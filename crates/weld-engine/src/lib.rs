pub mod counter;
pub mod dispatch;
pub mod rebuild;
pub mod tree;
pub mod types;

use std::collections::HashMap;
use uuid::Uuid;

use weld_geom::Tolerance;
use weld_ops::KernelBundle;
use weld_types::WeldConfig;

pub use counter::{Reservations, SessionCounters, WeldCounter, WELD_NUMBER_KEY};
pub use dispatch::{evaluate, validate};
pub use types::*;

/// The weld feature engine.
///
/// Owns the feature list and the session-scoped weld numbering. Every
/// change triggers a full rebuild; the caller passes a kernel session that
/// was regenerated to the pre-weld model.
pub struct WeldEngine {
    /// The weld features in evaluation order.
    pub features: FeatureList,
    pub tolerance: Tolerance,
    /// Weld numbers handed out in this document session.
    pub counters: SessionCounters,
    reservations: Reservations,
    /// Results from the last rebuild.
    pub feature_results: HashMap<Uuid, FeatureResult>,
    /// Warnings from the last rebuild.
    pub warnings: Vec<String>,
    /// Errors from the last rebuild.
    pub errors: Vec<(Uuid, EngineError)>,
}

impl WeldEngine {
    /// Create a new engine.
    pub fn new() -> Self {
        Self::with_tolerance(Tolerance::default())
    }

    pub fn with_tolerance(tolerance: Tolerance) -> Self {
        Self {
            features: FeatureList::new(),
            tolerance,
            counters: SessionCounters::new(),
            reservations: Reservations::new(),
            feature_results: HashMap::new(),
            warnings: Vec::new(),
            errors: Vec::new(),
        }
    }

    /// Create an engine for an existing feature list, e.g. a loaded document.
    pub fn from_features(features: FeatureList) -> Self {
        Self {
            features,
            ..Self::new()
        }
    }

    /// Add a feature and rebuild.
    pub fn add_feature(
        &mut self,
        name: Option<String>,
        config: WeldConfig,
        kb: &mut dyn KernelBundle,
    ) -> Uuid {
        let name = name.unwrap_or_else(|| self.features.next_name());
        let id = self.features.add_feature(name, config);
        self.rebuild(kb);
        id
    }

    /// Remove a feature and rebuild. Its weld numbers are not handed out
    /// again.
    pub fn remove_feature(&mut self, id: Uuid, kb: &mut dyn KernelBundle) -> Result<(), EngineError> {
        self.features.remove_feature(id)?;
        self.reservations.release(id);
        self.rebuild(kb);
        Ok(())
    }

    /// Replace a feature's configuration and rebuild.
    pub fn edit_feature(
        &mut self,
        id: Uuid,
        config: WeldConfig,
        kb: &mut dyn KernelBundle,
    ) -> Result<(), EngineError> {
        let feature = self
            .features
            .find_feature_mut(id)
            .ok_or(EngineError::FeatureNotFound { id })?;
        feature.config = config;
        self.rebuild(kb);
        Ok(())
    }

    /// Change the part properties of a feature's bodies and rebuild.
    pub fn set_properties(
        &mut self,
        id: Uuid,
        properties: BodyProperties,
        kb: &mut dyn KernelBundle,
    ) -> Result<(), EngineError> {
        let feature = self
            .features
            .find_feature_mut(id)
            .ok_or(EngineError::FeatureNotFound { id })?;
        feature.properties = properties;
        self.rebuild(kb);
        Ok(())
    }

    /// Suppress/unsuppress a feature and rebuild.
    pub fn set_suppressed(
        &mut self,
        id: Uuid,
        suppressed: bool,
        kb: &mut dyn KernelBundle,
    ) -> Result<(), EngineError> {
        self.features.set_suppressed(id, suppressed)?;
        self.rebuild(kb);
        Ok(())
    }

    /// Move a feature in evaluation order and rebuild.
    pub fn reorder_feature(
        &mut self,
        id: Uuid,
        new_pos: usize,
        kb: &mut dyn KernelBundle,
    ) -> Result<(), EngineError> {
        self.features.reorder_feature(id, new_pos)?;
        self.rebuild(kb);
        Ok(())
    }

    /// Re-evaluate every active feature against `kb`.
    pub fn rebuild(&mut self, kb: &mut dyn KernelBundle) {
        let state = rebuild::rebuild(
            &self.features,
            kb,
            &mut self.counters,
            &mut self.reservations,
            &self.tolerance,
        );
        self.feature_results = state.feature_results;
        self.warnings = state.warnings;
        self.errors = state.errors;
    }

    /// Start numbering from 1 again, as a new document session does.
    pub fn reset_session(&mut self) {
        self.counters.clear();
        self.reservations.clear();
    }

    /// Get the result of a feature from the last rebuild.
    pub fn get_result(&self, feature_id: Uuid) -> Option<&FeatureResult> {
        self.feature_results.get(&feature_id)
    }

    /// Get the error of a feature from the last rebuild.
    pub fn get_error(&self, feature_id: Uuid) -> Option<&EngineError> {
        self.errors
            .iter()
            .find(|(id, _)| *id == feature_id)
            .map(|(_, e)| e)
    }
}

impl Default for WeldEngine {
    fn default() -> Self {
        Self::new()
    }
}
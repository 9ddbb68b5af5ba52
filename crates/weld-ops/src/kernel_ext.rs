use weld_kernel::{Kernel, KernelIntrospect};

/// A kernel session the weld planners can both query and mutate.
///
/// Planners hold one `&mut dyn KernelBundle` for a whole evaluation;
/// `as_introspect` hands out a read-only view for helpers that only query.
pub trait KernelBundle: Kernel + KernelIntrospect {
    fn as_introspect(&self) -> &dyn KernelIntrospect;

    fn as_kernel(&mut self) -> &mut dyn Kernel;
}

impl<T: Kernel + KernelIntrospect> KernelBundle for T {
    fn as_introspect(&self) -> &dyn KernelIntrospect {
        self
    }

    fn as_kernel(&mut self) -> &mut dyn Kernel {
        self
    }
}
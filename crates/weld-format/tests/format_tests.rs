use std::f64::consts::FRAC_PI_4;

use weld_engine::{BodyProperties, FeatureList, WeldEngine};
use weld_format::{
    load_document, save_document, DocumentMetadata, LoadError, FORMAT_ID, FORMAT_VERSION,
};
use weld_geom::{Point3d, Vec3};
use weld_kernel::{KernelIntrospect, MockKernel};
use weld_types::{
    ConvexityConvention, CornerTreatment, DimensionConvention, KernelId, SideConfig, WeldConfig,
    WeldFamily, WeldShape,
};

// ── Helper Functions ─────────────────────────────────────────────────────

fn sample_features() -> FeatureList {
    let mut list = FeatureList::new();
    list.add_feature(
        "Corner".into(),
        WeldConfig::fillet(5.0, vec![KernelId(4)], vec![KernelId(11)])
            .with_shape(WeldShape::Convex)
            .with_offset(0.8)
            .with_corner(CornerTreatment::Round)
            .with_max_gap(0.2),
    );
    let seam = list.add_feature(
        "Seam".into(),
        WeldConfig::butt(WeldFamily::VButt, vec![KernelId(7)])
            .with_angle(FRAC_PI_4)
            .with_root_gap(2.0, 1.0)
            .with_other_side(SideConfig::new(WeldFamily::BevelButt).with_angle(0.4))
            .opposite(true),
    );
    if let Some(f) = list.find_feature_mut(seam) {
        f.suppressed = true;
        f.properties = BodyProperties {
            material: Some("S235".into()),
            appearance: Some("weld-grey".into()),
            exclude_from_bom: true,
        };
    }
    list
}

fn legacy_document(welds: &str) -> String {
    format!(
        r#"{{
            "format": "weld-joint",
            "version": 1,
            "document": {{
                "name": "legacy",
                "created": "2021-03-04T10:00:00Z",
                "modified": "2021-03-05T10:00:00Z"
            }},
            "welds": {welds}
        }}"#
    )
}

// ── Save / load ──────────────────────────────────────────────────────────

#[test]
fn saved_document_carries_format_and_version() {
    let json = save_document(&sample_features(), &DocumentMetadata::new("frame")).unwrap();
    let value: serde_json::Value = serde_json::from_str(&json).unwrap();
    assert_eq!(value["format"], FORMAT_ID);
    assert_eq!(value["version"], FORMAT_VERSION);
    assert_eq!(value["document"]["name"], "frame");
    assert_eq!(value["welds"].as_array().map(Vec::len), Some(2));
}

#[test]
fn save_then_load_preserves_features() {
    let features = sample_features();
    let metadata = DocumentMetadata::new("frame");

    let json = save_document(&features, &metadata).unwrap();
    let (loaded, loaded_meta) = load_document(&json).unwrap();

    assert_eq!(loaded.features, features.features);
    assert_eq!(loaded_meta, metadata);
}

#[test]
fn unknown_format_is_rejected() {
    let json = r#"{"format":"cad-sketch","version":1,"document":{"name":"x","created":"2024-01-01T00:00:00Z","modified":"2024-01-01T00:00:00Z"},"welds":[]}"#;
    assert!(matches!(load_document(json), Err(LoadError::UnknownFormat(f)) if f == "cad-sketch"));
}

#[test]
fn future_version_is_rejected() {
    let json = save_document(&FeatureList::new(), &DocumentMetadata::new("x"))
        .unwrap()
        .replace("\"version\": 2", "\"version\": 3");
    match load_document(&json) {
        Err(LoadError::FutureVersion {
            file_version,
            supported_version,
        }) => {
            assert_eq!(file_version, 3);
            assert_eq!(supported_version, FORMAT_VERSION);
        }
        other => panic!("unexpected result {other:?}"),
    }
}

#[test]
fn malformed_json_is_a_parse_error() {
    assert!(matches!(load_document("{ not json"), Err(LoadError::ParseError(_))));
    let bad_weld = save_document(&FeatureList::new(), &DocumentMetadata::new("x"))
        .unwrap()
        .replace("\"welds\": []", "\"welds\": [{\"id\": 3}]");
    assert!(matches!(load_document(&bad_weld), Err(LoadError::ParseError(_))));
}

#[test]
fn missing_welds_loads_empty() {
    let json = r#"{"format":"weld-joint","version":2,"document":{"name":"x","created":"2024-01-01T00:00:00Z","modified":"2024-01-01T00:00:00Z"}}"#;
    let (features, _) = load_document(json).unwrap();
    assert!(features.features.is_empty());
}

// ── Version 1 migration ──────────────────────────────────────────────────

#[test]
fn version_1_document_migrates_to_fillet_features() {
    let json = legacy_document(
        r#"[{
            "id": "6f1c1c57-2f2f-4c1e-9a53-4f0b9f7ad001",
            "name": "Weld 1",
            "weldType": "FILLET_WELD",
            "filletEntities1": [12],
            "filletEntities2": [30],
            "filletShape": "CONVEX",
            "filletSize": 4.0,
            "filletWeldGap": 0.0,
            "filletPropagation": false,
            "filletCornerShape": "NONE"
        }]"#,
    );

    let (features, meta) = load_document(&json).unwrap();

    assert_eq!(meta.name, "legacy");
    let feature = &features.features[0];
    assert_eq!(feature.id.to_string(), "6f1c1c57-2f2f-4c1e-9a53-4f0b9f7ad001");
    assert_eq!(feature.name, "Weld 1");
    assert_eq!(feature.config.family(), WeldFamily::Fillet);
    assert_eq!(feature.config.primary.dimension, DimensionConvention::Perpendicular);
    assert_eq!(feature.config.primary.convexity, ConvexityConvention::Legacy);
    assert_eq!(feature.config.selection.side1, vec![KernelId(12)]);
    assert_eq!(feature.config.corner, CornerTreatment::None);
}

#[test]
fn version_1_v_butt_is_rejected() {
    let json = legacy_document(r#"[{ "weldType": "V_BUTT_WELD" }]"#);
    assert!(matches!(
        load_document(&json),
        Err(LoadError::UnsupportedWeldType { index: 0, .. })
    ));
}

#[test]
fn migrated_document_saves_as_current_version() {
    let json = legacy_document(r#"[{ "weldType": "FILLET_WELD", "filletSize": 3.0 }]"#);
    let (features, meta) = load_document(&json).unwrap();

    let saved = save_document(&features, &meta).unwrap();
    let (reloaded, _) = load_document(&saved).unwrap();

    assert!(saved.contains("\"version\": 2"));
    assert_eq!(reloaded.features, features.features);
}

// ── Loaded documents rebuild ─────────────────────────────────────────────

#[test]
fn loaded_document_rebuilds_in_the_engine() {
    let scene = || {
        let mut kernel = MockKernel::new();
        kernel
            .add_box(Point3d::new(0.0, 0.0, -10.0), Point3d::new(100.0, 60.0, 0.0))
            .unwrap();
        kernel
            .add_box(Point3d::new(0.0, 0.0, 0.0), Point3d::new(10.0, 60.0, 40.0))
            .unwrap();
        kernel
    };
    let kernel = scene();
    let solids = kernel.solids();
    let top = kernel.face_on(solids[0], Vec3::Z).unwrap();
    let side = kernel.face_on(solids[1], Vec3::X).unwrap();

    let mut list = FeatureList::new();
    list.add_feature("Corner".into(), WeldConfig::fillet(5.0, vec![top], vec![side]));
    let json = save_document(&list, &DocumentMetadata::new("corner")).unwrap();

    let (loaded, _) = load_document(&json).unwrap();
    let mut engine = WeldEngine::from_features(loaded);
    engine.rebuild(&mut scene());

    assert!(engine.errors.is_empty(), "{:?}", engine.errors);
    let id = engine.features.features[0].id;
    assert_eq!(engine.get_result(id).unwrap().names, ["Weld 1 (Fillet)"]);
}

What is needed: Looking at the entries above, say how many lines hold the word "into". Offer no other text.

Exercise answer: 5